(Collected data entries)
=== Section Start ===

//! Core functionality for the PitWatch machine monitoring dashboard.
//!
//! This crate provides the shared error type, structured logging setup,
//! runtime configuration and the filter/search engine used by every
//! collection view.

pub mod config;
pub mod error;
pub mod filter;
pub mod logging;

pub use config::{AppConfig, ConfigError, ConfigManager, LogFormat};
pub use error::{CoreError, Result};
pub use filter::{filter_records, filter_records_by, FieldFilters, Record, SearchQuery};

=== Section End ===

## [Your goal]
Your response should consist solely of the lines from the one containing "pub mod error;" to the end of the entries, both ends included, exactly as they appear.

## [Answer section]
pub mod error;
pub mod filter;
pub mod logging;

pub use config::{AppConfig, ConfigError, ConfigManager, LogFormat};
pub use error::{CoreError, Result};
pub use filter::{filter_records, filter_records_by, FieldFilters, Record, SearchQuery};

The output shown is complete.